-------- Records supplied --------

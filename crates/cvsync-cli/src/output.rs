//! Terminal and JSON output.

use console::style;
use serde::Serialize;
use std::sync::atomic::{AtomicBool, Ordering};

static JSON_OUTPUT: AtomicBool = AtomicBool::new(false);
static QUIET: AtomicBool = AtomicBool::new(false);

/// Enable JSON output mode.
pub fn enable_json() {
    JSON_OUTPUT.store(true, Ordering::Relaxed);
}

/// Check if JSON output is enabled.
pub fn is_json() -> bool {
    JSON_OUTPUT.load(Ordering::Relaxed)
}

/// Suppress informational text output.
pub fn set_quiet(quiet: bool) {
    QUIET.store(quiet, Ordering::Relaxed);
}

fn quiet() -> bool {
    QUIET.load(Ordering::Relaxed)
}

/// Print a styled header
pub fn header(text: &str) {
    if !quiet() && !is_json() {
        println!("{} {}", style("cvsync").cyan().bold(), style(text).dim());
    }
}

/// Print a success message
pub fn success(text: &str) {
    if !quiet() && !is_json() {
        println!("{} {text}", style("✓").green());
    }
}

/// Print an informational line
pub fn info(text: &str) {
    if !quiet() && !is_json() {
        println!("  {text}");
    }
}

/// Print a warning message
pub fn warning(text: &str) {
    if !is_json() {
        eprintln!("{} {}", style("!").yellow(), style(text).yellow());
    }
}

/// Print a value as pretty JSON on stdout.
pub fn print_json<T: Serialize>(value: &T) -> anyhow::Result<()> {
    println!("{}", sonic_rs::to_string_pretty(value)?);
    Ok(())
}

#[derive(Serialize)]
struct JsonError {
    success: bool,
    error: String,
    causes: Vec<String>,
}

/// Print an error with its cause chain.
pub fn print_error(err: &anyhow::Error) {
    let causes: Vec<String> = err.chain().skip(1).map(ToString::to_string).collect();
    if is_json() {
        let body = JsonError {
            success: false,
            error: err.to_string(),
            causes,
        };
        match sonic_rs::to_string_pretty(&body) {
            Ok(json) => println!("{json}"),
            Err(_) => eprintln!("error: {err}"),
        }
        return;
    }

    eprintln!("{} {err}", style("error:").red().bold());
    for cause in causes {
        eprintln!("  {} {cause}", style("caused by:").dim());
    }
}
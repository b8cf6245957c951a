//! Configuration validation with descriptive errors.

use crate::error::{ConfigError, Result};
use crate::types::{CONFIG_VERSION, GlobalSettings, ScmConfig};
use cvsync_core::{Repository, UNBOUNDED_POLLING_DEPTH};
use std::collections::HashSet;

/// Highest compression level cvs accepts.
pub const MAX_COMPRESSION_LEVEL: u8 = 9;

/// Validation severity level.
#[derive(Debug, Clone, Copy, PartialEq, Eq, PartialOrd, Ord)]
pub enum Severity {
    /// Informational message.
    Info,
    /// Warning (may indicate issues).
    Warning,
    /// Error (must be fixed).
    Error,
}

/// Validation issue.
#[derive(Debug, Clone)]
pub struct ValidationIssue {
    /// Severity level.
    pub severity: Severity,
    /// Issue code for programmatic handling.
    pub code: &'static str,
    /// Field path (dot-notation).
    pub field: String,
    /// Human-readable message.
    pub message: String,
    /// Suggested fix.
    pub hint: Option<String>,
}

impl ValidationIssue {
    /// Create a new error.
    #[must_use]
    pub fn error(code: &'static str, field: impl Into<String>, message: impl Into<String>) -> Self {
        Self::with_severity(Severity::Error, code, field, message)
    }

    /// Create a new warning.
    #[must_use]
    pub fn warning(
        code: &'static str,
        field: impl Into<String>,
        message: impl Into<String>,
    ) -> Self {
        Self::with_severity(Severity::Warning, code, field, message)
    }

    /// Create a new info message.
    #[must_use]
    pub fn info(code: &'static str, field: impl Into<String>, message: impl Into<String>) -> Self {
        Self::with_severity(Severity::Info, code, field, message)
    }

    fn with_severity(
        severity: Severity,
        code: &'static str,
        field: impl Into<String>,
        message: impl Into<String>,
    ) -> Self {
        Self {
            severity,
            code,
            field: field.into(),
            message: message.into(),
            hint: None,
        }
    }

    /// Add a hint to the issue.
    #[must_use]
    pub fn with_hint(mut self, hint: impl Into<String>) -> Self {
        self.hint = Some(hint.into());
        self
    }
}

/// Validation result containing all issues.
#[derive(Debug, Default)]
pub struct ValidationResult {
    /// All validation issues.
    pub issues: Vec<ValidationIssue>,
}

impl ValidationResult {
    /// Create a new empty result.
    #[must_use]
    pub fn new() -> Self {
        Self::default()
    }

    /// Add an issue.
    pub fn add(&mut self, issue: ValidationIssue) {
        self.issues.push(issue);
    }

    /// Add multiple issues.
    pub fn extend(&mut self, issues: impl IntoIterator<Item = ValidationIssue>) {
        self.issues.extend(issues);
    }

    /// Check if there are any errors.
    #[must_use]
    pub fn has_errors(&self) -> bool {
        self.count(Severity::Error) > 0
    }

    /// Check if there are any warnings.
    #[must_use]
    pub fn has_warnings(&self) -> bool {
        self.count(Severity::Warning) > 0
    }

    /// Get error count.
    #[must_use]
    pub fn error_count(&self) -> usize {
        self.count(Severity::Error)
    }

    /// Get warning count.
    #[must_use]
    pub fn warning_count(&self) -> usize {
        self.count(Severity::Warning)
    }

    fn count(&self, severity: Severity) -> usize {
        self.issues.iter().filter(|i| i.severity == severity).count()
    }

    /// Issue codes in order, for assertions and reports.
    #[must_use]
    pub fn codes(&self) -> Vec<&'static str> {
        self.issues.iter().map(|i| i.code).collect()
    }

    /// Convert to result, failing if there are errors.
    pub fn into_result(self) -> Result<()> {
        if !self.has_errors() {
            return Ok(());
        }
        let errors: Vec<String> = self
            .issues
            .iter()
            .filter(|i| i.severity == Severity::Error)
            .map(|i| format!("{}: {}", i.field, i.message))
            .collect();
        Err(ConfigError::ValidationFailed {
            count: errors.len(),
            errors,
        })
    }
}

/// Configuration validator.
#[derive(Debug, Default)]
pub struct Validator {
    /// Strict mode (treat warnings as errors).
    strict: bool,
}

impl Validator {
    /// Create a new validator.
    #[must_use]
    pub fn new() -> Self {
        Self::default()
    }

    /// Enable strict mode.
    #[must_use]
    pub const fn strict(mut self, strict: bool) -> Self {
        self.strict = strict;
        self
    }

    /// Validate a job configuration.
    #[must_use]
    pub fn validate_config(&self, config: &ScmConfig) -> ValidationResult {
        let mut result = ValidationResult::new();

        if config.version > CONFIG_VERSION {
            result.add(
                ValidationIssue::error(
                    "unsupported-version",
                    "version",
                    format!("version {} is newer than {CONFIG_VERSION}", config.version),
                )
                .with_hint("upgrade cvsync"),
            );
        }

        if config.repositories.is_empty() {
            result.add(
                ValidationIssue::error("no-repositories", "repositories", "no repositories configured")
                    .with_hint("add at least one repository with one module"),
            );
        }

        for (index, repo) in config.repositories.iter().enumerate() {
            self.validate_repository(repo, &format!("repositories[{index}]"), &mut result);
        }

        if config.skip_changelog && config.repositories.len() > 1 {
            result.add(ValidationIssue::info(
                "no-changelog",
                "skip-changelog",
                "change summaries are disabled for every repository",
            ));
        }

        self.finish(result)
    }

    /// Validate installation-wide settings.
    #[must_use]
    pub fn validate_settings(&self, settings: &GlobalSettings) -> ValidationResult {
        let mut result = ValidationResult::new();

        if let Some(level) = settings.compression_level {
            check_compression(level, "compression-level", &mut result);
        }
        if settings.cvs_executable.as_os_str().is_empty() {
            result.add(ValidationIssue::error(
                "empty-executable",
                "cvs-executable",
                "cvs executable is empty",
            ));
        }
        if settings.command_timeout_secs == Some(0) {
            result.add(
                ValidationIssue::warning(
                    "zero-timeout",
                    "command-timeout-secs",
                    "a zero timeout fails every command",
                )
                .with_hint("omit the field to disable the timeout"),
            );
        }

        self.finish(result)
    }

    fn validate_repository(&self, repo: &Repository, field: &str, result: &mut ValidationResult) {
        if repo.cvs_root.trim().is_empty() {
            result.add(ValidationIssue::error(
                "empty-root",
                format!("{field}.cvs-root"),
                "CVSROOT is empty",
            ));
        }

        if repo.modules.is_empty() {
            result.add(
                ValidationIssue::error("no-modules", format!("{field}.modules"), "no modules configured")
                    .with_hint("every repository needs at least one module"),
            );
        }

        let mut seen = HashSet::new();
        for (index, module) in repo.modules.iter().enumerate() {
            let module_field = format!("{field}.modules[{index}]");
            if module.remote_name.trim().is_empty() {
                result.add(ValidationIssue::error(
                    "empty-module",
                    format!("{module_field}.remote-name"),
                    "remote name is empty",
                ));
                continue;
            }
            if !seen.insert(module.remote_name.as_str()) {
                result.add(
                    ValidationIssue::error(
                        "duplicate-module",
                        format!("{module_field}.remote-name"),
                        format!("module '{}' is listed twice", module.remote_name),
                    )
                    .with_hint("use a local name to check out the same module twice in another repository"),
                );
            }
            if let Some(local) = module.local_name() {
                if std::path::Path::new(local).is_absolute() || local.split(['/', '\\']).any(|c| c == "..") {
                    result.add(ValidationIssue::error(
                        "local-name-escapes",
                        format!("{module_field}.local-name"),
                        format!("local name '{local}' leaves the workspace"),
                    ));
                }
            }
            if module.location.kind() != cvsync_core::LocationKind::Head
                && module.location.raw_name().trim().is_empty()
            {
                result.add(
                    ValidationIssue::warning(
                        "empty-reference",
                        format!("{module_field}.location.name"),
                        format!("{} name is empty; HEAD is checked out", module.location.kind()),
                    )
                    .with_hint("set a name or switch the location to head"),
                );
            }
        }

        if let Some(level) = repo.compression_level {
            check_compression(level, &format!("{field}.compression-level"), result);
        }

        if repo.polling_depth < UNBOUNDED_POLLING_DEPTH {
            result.add(
                ValidationIssue::error(
                    "polling-depth",
                    format!("{field}.polling-depth"),
                    format!("polling depth {} is below -1", repo.polling_depth),
                )
                .with_hint("use -1 for no limit"),
            );
        } else if repo.polling_depth == 0 {
            result.add(ValidationIssue::warning(
                "polling-depth-zero",
                format!("{field}.polling-depth"),
                "a polling depth of 0 never sees changes",
            ));
        }

        for (index, region) in repo.excluded_regions.iter().enumerate() {
            if let Err(err) = region.compile() {
                result.add(ValidationIssue::error(
                    "invalid-region",
                    format!("{field}.excluded-regions[{index}]"),
                    format!("invalid pattern '{}': {err}", region.pattern),
                ));
            }
        }
    }

    fn finish(&self, mut result: ValidationResult) -> ValidationResult {
        if self.strict {
            for issue in &mut result.issues {
                if issue.severity == Severity::Warning {
                    issue.severity = Severity::Error;
                }
            }
        }
        result
    }
}

fn check_compression(level: u8, field: &str, result: &mut ValidationResult) {
    if level > MAX_COMPRESSION_LEVEL {
        result.add(ValidationIssue::error(
            "compression-range",
            field,
            format!("compression level {level} is outside 0..={MAX_COMPRESSION_LEVEL}"),
        ));
    }
}
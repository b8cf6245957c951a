//! Revision selectors and their resolved form.

use serde::{Deserialize, Serialize};
use std::fmt;

/// Which revision of a module to check out.
///
/// Tag and branch names may carry `${param}` or `$VAR` tokens; they stay
/// unexpanded until [`crate::ParameterResolver::resolve`] runs for a build.
#[derive(Debug, Clone, PartialEq, Eq, Hash, Serialize, Deserialize, Default)]
#[serde(tag = "kind", rename_all = "kebab-case")]
pub enum RevisionSelector {
    /// Trunk tip.
    #[default]
    Head,
    /// A static tag.
    #[serde(rename_all = "kebab-case")]
    Tag {
        /// Tag name, possibly parameterized.
        name: String,
        /// Check out HEAD when the tag does not exist.
        #[serde(default)]
        use_head_if_not_found: bool,
    },
    /// A branch tip.
    #[serde(rename_all = "kebab-case")]
    Branch {
        /// Branch name, possibly parameterized.
        name: String,
        /// Check out HEAD when the branch does not exist.
        #[serde(default)]
        use_head_if_not_found: bool,
    },
}

impl RevisionSelector {
    /// Tag selector.
    #[must_use]
    pub fn tag(name: impl Into<String>, use_head_if_not_found: bool) -> Self {
        Self::Tag {
            name: name.into(),
            use_head_if_not_found,
        }
    }

    /// Branch selector.
    #[must_use]
    pub fn branch(name: impl Into<String>, use_head_if_not_found: bool) -> Self {
        Self::Branch {
            name: name.into(),
            use_head_if_not_found,
        }
    }

    /// The kind of revision selected.
    #[must_use]
    pub const fn kind(&self) -> LocationKind {
        match self {
            Self::Head => LocationKind::Head,
            Self::Tag { .. } => LocationKind::Tag,
            Self::Branch { .. } => LocationKind::Branch,
        }
    }

    /// Unexpanded name; empty for HEAD.
    #[must_use]
    pub fn raw_name(&self) -> &str {
        match self {
            Self::Head => "",
            Self::Tag { name, .. } | Self::Branch { name, .. } => name,
        }
    }

    /// Whether a missing reference degrades to HEAD. Always false for HEAD.
    #[must_use]
    pub const fn use_head_if_not_found(&self) -> bool {
        match self {
            Self::Head => false,
            Self::Tag {
                use_head_if_not_found,
                ..
            }
            | Self::Branch {
                use_head_if_not_found,
                ..
            } => *use_head_if_not_found,
        }
    }
}

/// Kind of a resolved location.
#[derive(Debug, Clone, Copy, PartialEq, Eq, Hash, Serialize, Deserialize)]
#[serde(rename_all = "lowercase")]
pub enum LocationKind {
    /// Trunk tip.
    Head,
    /// Static tag.
    Tag,
    /// Branch tip.
    Branch,
}

impl fmt::Display for LocationKind {
    fn fmt(&self, f: &mut fmt::Formatter<'_>) -> fmt::Result {
        match self {
            Self::Head => write!(f, "head"),
            Self::Tag => write!(f, "tag"),
            Self::Branch => write!(f, "branch"),
        }
    }
}

/// A selector after parameter expansion.
///
/// An empty name on a tag or branch is kept as-is: it is not HEAD, even
/// though the transport receives no `-r` argument for it.
#[derive(Debug, Clone, PartialEq, Eq, Hash, Serialize, Deserialize)]
pub struct ResolvedLocation {
    /// Kind tag.
    pub kind: LocationKind,
    /// Expanded name; empty for HEAD.
    pub name: String,
    /// Fallback policy carried over from the selector.
    #[serde(default)]
    pub use_head_if_not_found: bool,
}

impl ResolvedLocation {
    /// The HEAD location.
    #[must_use]
    pub const fn head() -> Self {
        Self {
            kind: LocationKind::Head,
            name: String::new(),
            use_head_if_not_found: false,
        }
    }

    /// Whether this is HEAD.
    #[must_use]
    pub const fn is_head(&self) -> bool {
        matches!(self.kind, LocationKind::Head)
    }

    /// The `-r` argument to pass to cvs, if any.
    #[must_use]
    pub fn revision_arg(&self) -> Option<&str> {
        match self.kind {
            LocationKind::Head => None,
            LocationKind::Tag | LocationKind::Branch if self.name.is_empty() => None,
            LocationKind::Tag | LocationKind::Branch => Some(&self.name),
        }
    }
}

impl fmt::Display for ResolvedLocation {
    fn fmt(&self, f: &mut fmt::Formatter<'_>) -> fmt::Result {
        match self.kind {
            LocationKind::Head => write!(f, "HEAD"),
            kind => write!(f, "{kind} '{}'", self.name),
        }
    }
}
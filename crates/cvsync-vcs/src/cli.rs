//! CVS operations via the `cvs` command-line client.

use crate::cancel::CancellationToken;
use crate::error::{Result, VcsError};
use crate::exclude;
use crate::rlog::{ModuleLog, format_date, parse_checkout_output};
use crate::root::CvsRoot;
use crate::transport::CvsTransport;
use crate::types::{
    CheckoutOptions, CheckoutReport, CheckoutRequest, HistoryEntry, HistoryQuery,
    ReferenceCoverage, SymbolicName, UpdateRequest,
};
use std::ffi::OsString;
use std::io::Read;
use std::path::{Path, PathBuf};
use std::process::{Command, ExitStatus, Stdio};
use std::thread;
use std::time::{Duration, Instant};
use tracing::{debug, info, warn};

const POLL_INTERVAL: Duration = Duration::from_millis(100);

/// Captured output of a finished cvs process.
#[derive(Debug)]
struct CvsOutput {
    status: ExitStatus,
    stdout: String,
    stderr: String,
}

/// Transport backed by the `cvs` executable.
#[derive(Debug, Clone)]
pub struct CvsCli {
    executable: PathBuf,
    timeout: Option<Duration>,
    rsh: Option<String>,
}

impl Default for CvsCli {
    fn default() -> Self {
        Self::new()
    }
}

impl CvsCli {
    /// Use `cvs` from `PATH` with no timeout.
    #[must_use]
    pub fn new() -> Self {
        Self {
            executable: PathBuf::from("cvs"),
            timeout: None,
            rsh: None,
        }
    }

    /// Use a specific executable.
    #[must_use]
    pub fn with_executable(mut self, executable: impl Into<PathBuf>) -> Self {
        self.executable = executable.into();
        self
    }

    /// Kill commands running longer than `timeout`.
    #[must_use]
    pub const fn with_timeout(mut self, timeout: Option<Duration>) -> Self {
        self.timeout = timeout;
        self
    }

    /// Remote shell for `:ext:` roots (`CVS_RSH`).
    #[must_use]
    pub fn with_rsh(mut self, rsh: Option<String>) -> Self {
        self.rsh = rsh;
        self
    }

    /// Check if the executable runs.
    #[must_use]
    pub fn is_available(&self) -> bool {
        Command::new(&self.executable)
            .arg("--version")
            .stdout(Stdio::null())
            .stderr(Stdio::null())
            .status()
            .map(|s| s.success())
            .unwrap_or(false)
    }

    fn global_args(root: &str, options: Option<&CheckoutOptions>) -> Vec<OsString> {
        let mut args: Vec<OsString> = vec!["-d".into(), root.into()];
        if let Some(options) = options {
            if let Some(level) = options.compression_level {
                args.push(format!("-z{}", level.min(9)).into());
            }
            if options.quiet {
                args.push("-q".into());
            }
        }
        args
    }

    fn revision_args(args: &mut Vec<OsString>, revision: Option<&str>, options: &CheckoutOptions) {
        if let Some(rev) = revision {
            args.push("-r".into());
            args.push(rev.into());
            if options.head_fallback {
                args.push("-f".into());
            }
        }
    }

    /// Run cvs, honouring the timeout and the cancellation token.
    fn run(&self, args: &[OsString], cwd: &Path, cancel: &CancellationToken) -> Result<CvsOutput> {
        // args[0..2] is always `-d <root>`
        let subcommand = args
            .iter()
            .skip(2)
            .find(|a| !a.to_string_lossy().starts_with('-'))
            .map_or_else(String::new, |a| a.to_string_lossy().into_owned());
        let command = format!("cvs {subcommand}");
        debug!(command = %command, cwd = ?cwd, "running cvs");

        let mut cmd = Command::new(&self.executable);
        cmd.args(args)
            .current_dir(cwd)
            .stdin(Stdio::null())
            .stdout(Stdio::piped())
            .stderr(Stdio::piped());
        if let Some(rsh) = &self.rsh {
            cmd.env("CVS_RSH", rsh);
        }

        let mut child = cmd.spawn().map_err(|e| {
            if e.kind() == std::io::ErrorKind::NotFound {
                VcsError::ToolNotAvailable {
                    executable: self.executable.display().to_string(),
                }
            } else {
                VcsError::Command {
                    command: command.clone(),
                    message: e.to_string(),
                    exit_code: None,
                }
            }
        })?;

        let stdout = child.stdout.take();
        let stderr = child.stderr.take();
        let stdout_reader = thread::spawn(move || drain(stdout));
        let stderr_reader = thread::spawn(move || drain(stderr));

        let start = Instant::now();
        let status = loop {
            match child.try_wait() {
                Ok(Some(status)) => break status,
                Ok(None) => {
                    if cancel.is_cancelled() {
                        let _ = child.kill();
                        let _ = child.wait();
                        warn!(command = %command, "cvs command cancelled");
                        return Err(VcsError::Cancelled);
                    }
                    if let Some(timeout) = self.timeout {
                        if start.elapsed() >= timeout {
                            let _ = child.kill();
                            let _ = child.wait();
                            warn!(command = %command, seconds = timeout.as_secs(), "cvs command timed out");
                            return Err(VcsError::Timeout {
                                seconds: timeout.as_secs(),
                            });
                        }
                    }
                    thread::sleep(POLL_INTERVAL);
                }
                Err(e) => {
                    return Err(VcsError::Command {
                        command,
                        message: format!("failed to wait for process: {e}"),
                        exit_code: None,
                    });
                }
            }
        };

        Ok(CvsOutput {
            status,
            stdout: stdout_reader.join().unwrap_or_default(),
            stderr: stderr_reader.join().unwrap_or_default(),
        })
    }

    /// Fail with `ReferenceNotFound` unless the revision covers the module.
    ///
    /// `-f` only fills gaps of a reference that exists, so a missing one
    /// fails even with `head_fallback`.
    fn ensure_reference(
        &self,
        root: &str,
        module: &str,
        revision: Option<&str>,
        options: &CheckoutOptions,
        cancel: &CancellationToken,
    ) -> Result<()> {
        let Some(reference) = revision else {
            return Ok(());
        };
        match self.reference_coverage(root, module, reference, cancel)? {
            ReferenceCoverage::Full => Ok(()),
            ReferenceCoverage::Partial if options.head_fallback => Ok(()),
            ReferenceCoverage::Partial => Err(VcsError::reference_not_found(reference, module, true)),
            ReferenceCoverage::Missing => Err(VcsError::reference_not_found(reference, module, false)),
        }
    }

    fn rlog(&self, root: &str, module: &str, extra: &[OsString], cancel: &CancellationToken) -> Result<ModuleLog> {
        let parsed = CvsRoot::parse(root)?;
        let mut args = Self::global_args(root, None);
        args.push("-q".into());
        args.push("rlog".into());
        args.extend_from_slice(extra);
        args.push(module.into());

        let output = self.run(&args, &std::env::temp_dir(), cancel)?;
        if !output.status.success() {
            return Err(parse_cvs_error(&output.stderr, root, module, None));
        }
        let prefix = format!("{}/{module}", parsed.path.trim_end_matches('/'));
        Ok(ModuleLog::parse(&output.stdout, &prefix))
    }
}

fn drain<R: Read>(stream: Option<R>) -> String {
    let mut buf = Vec::new();
    if let Some(mut stream) = stream {
        let _ = stream.read_to_end(&mut buf);
    }
    String::from_utf8_lossy(&buf).into_owned()
}

/// Classify cvs error output.
#[must_use]
pub fn parse_cvs_error(stderr: &str, root: &str, module: &str, revision: Option<&str>) -> VcsError {
    let lower = stderr.to_lowercase();

    if lower.contains("authentication failed")
        || lower.contains("i hate you")
        || lower.contains("used empty password")
        || lower.contains("permission denied")
    {
        return VcsError::AuthenticationFailed {
            root: root.to_string(),
            reason: stderr.trim().to_string(),
        };
    }

    if let Some(rev) = revision {
        if lower.contains("no such tag") || lower.contains("is not a valid tag") {
            return VcsError::reference_not_found(rev, module, false);
        }
    }

    if lower.contains("connect to")
        || lower.contains("connection refused")
        || lower.contains("unknown host")
        || lower.contains("no such repository")
        || lower.contains("cannot find module")
        || lower.contains("there is no repository")
        || lower.contains("end of file from server")
    {
        return VcsError::RepositoryNotFound {
            root: root.to_string(),
            reason: stderr.trim().to_string(),
        };
    }

    VcsError::Cvs {
        message: stderr.trim().to_string(),
    }
}

impl CvsTransport for CvsCli {
    fn checkout(&self, request: &CheckoutRequest, cancel: &CancellationToken) -> Result<CheckoutReport> {
        debug!(
            root = %request.root,
            module = %request.module,
            revision = ?request.revision,
            dest = ?request.destination,
            "cvs checkout"
        );
        CvsRoot::parse(&request.root)?;
        self.ensure_reference(
            &request.root,
            &request.module,
            request.revision.as_deref(),
            &request.options,
            cancel,
        )?;

        let dest = &request.destination;
        std::fs::create_dir_all(dest).map_err(|e| VcsError::io(dest, e))?;
        let parent = dest.parent().unwrap_or(dest);
        let name = dest
            .file_name()
            .map(|n| n.to_string_lossy().into_owned())
            .ok_or_else(|| VcsError::Io {
                path: dest.clone(),
                message: "destination has no directory name".to_string(),
            })?;

        let mut args = Self::global_args(&request.root, Some(&request.options));
        args.push("checkout".into());
        if request.options.prune_empty_directories {
            args.push("-P".into());
        }
        Self::revision_args(&mut args, request.revision.as_deref(), &request.options);
        args.push("-d".into());
        args.push(name.clone().into());
        args.push(request.module.clone().into());

        let output = self.run(&args, parent, cancel)?;
        if !output.status.success() {
            return Err(parse_cvs_error(
                &output.stderr,
                &request.root,
                &request.module,
                request.revision.as_deref(),
            ));
        }

        let mut report = CheckoutReport {
            changes: parse_checkout_output(&output.stdout, Some(&name)),
            head_fallback_used: request.options.head_fallback && request.revision.is_some(),
        };
        exclude::apply(dest, &request.excluded_regions, &mut report)?;

        info!(module = %request.module, files = report.changes.len(), "cvs checkout complete");
        Ok(report)
    }

    fn update(&self, request: &UpdateRequest, cancel: &CancellationToken) -> Result<CheckoutReport> {
        debug!(
            root = %request.root,
            module = %request.module,
            revision = ?request.revision,
            dir = ?request.working_dir,
            "cvs update"
        );
        CvsRoot::parse(&request.root)?;
        self.ensure_reference(
            &request.root,
            &request.module,
            request.revision.as_deref(),
            &request.options,
            cancel,
        )?;

        let mut args = Self::global_args(&request.root, Some(&request.options));
        args.push("update".into());
        args.push("-d".into());
        if request.options.prune_empty_directories {
            args.push("-P".into());
        }
        if request.revision.is_some() {
            Self::revision_args(&mut args, request.revision.as_deref(), &request.options);
        } else {
            args.push("-A".into());
        }

        let output = self.run(&args, &request.working_dir, cancel)?;
        if !output.status.success() {
            return Err(parse_cvs_error(
                &output.stderr,
                &request.root,
                &request.module,
                request.revision.as_deref(),
            ));
        }

        let mut report = CheckoutReport {
            changes: parse_checkout_output(&output.stdout, None),
            head_fallback_used: request.options.head_fallback && request.revision.is_some(),
        };
        exclude::apply(&request.working_dir, &request.excluded_regions, &mut report)?;

        info!(module = %request.module, files = report.changes.len(), "cvs update complete");
        Ok(report)
    }

    fn query_history(&self, query: &HistoryQuery, cancel: &CancellationToken) -> Result<Vec<HistoryEntry>> {
        debug!(
            root = %query.root,
            module = %query.module,
            since = %query.since,
            until = %query.until,
            limit = ?query.limit,
            "cvs rlog"
        );
        let mut extra: Vec<OsString> = vec!["-N".into(), "-S".into()];
        match &query.revision {
            Some(rev) => extra.push(format!("-r{rev}").into()),
            None => extra.push("-b".into()),
        }
        extra.push("-d".into());
        extra.push(format!("{}<{}", format_date(query.since), format_date(query.until)).into());

        let log = self.rlog(&query.root, &query.module, &extra, cancel)?;
        let mut entries: Vec<HistoryEntry> = log
            .history()
            .into_iter()
            .filter(|e| e.timestamp > query.since && e.timestamp <= query.until)
            .collect();
        if let Some(limit) = query.limit {
            entries.truncate(limit as usize);
        }
        Ok(entries)
    }

    fn list_symbolic_names(
        &self,
        root: &str,
        module: &str,
        cancel: &CancellationToken,
    ) -> Result<Vec<SymbolicName>> {
        let log = self.rlog(root, module, &["-h".into()], cancel)?;
        Ok(log.symbolic_names())
    }

    fn reference_coverage(
        &self,
        root: &str,
        module: &str,
        reference: &str,
        cancel: &CancellationToken,
    ) -> Result<ReferenceCoverage> {
        let log = self.rlog(root, module, &["-b".into()], cancel)?;
        let coverage = log.coverage(reference);
        debug!(module, reference, ?coverage, "reference coverage");
        Ok(coverage)
    }
}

--------

Check every line above for the string "body", and copy the ones that have it.

** Answer box **
        let body = JsonError {
        match sonic_rs::to_string_pretty(&body) {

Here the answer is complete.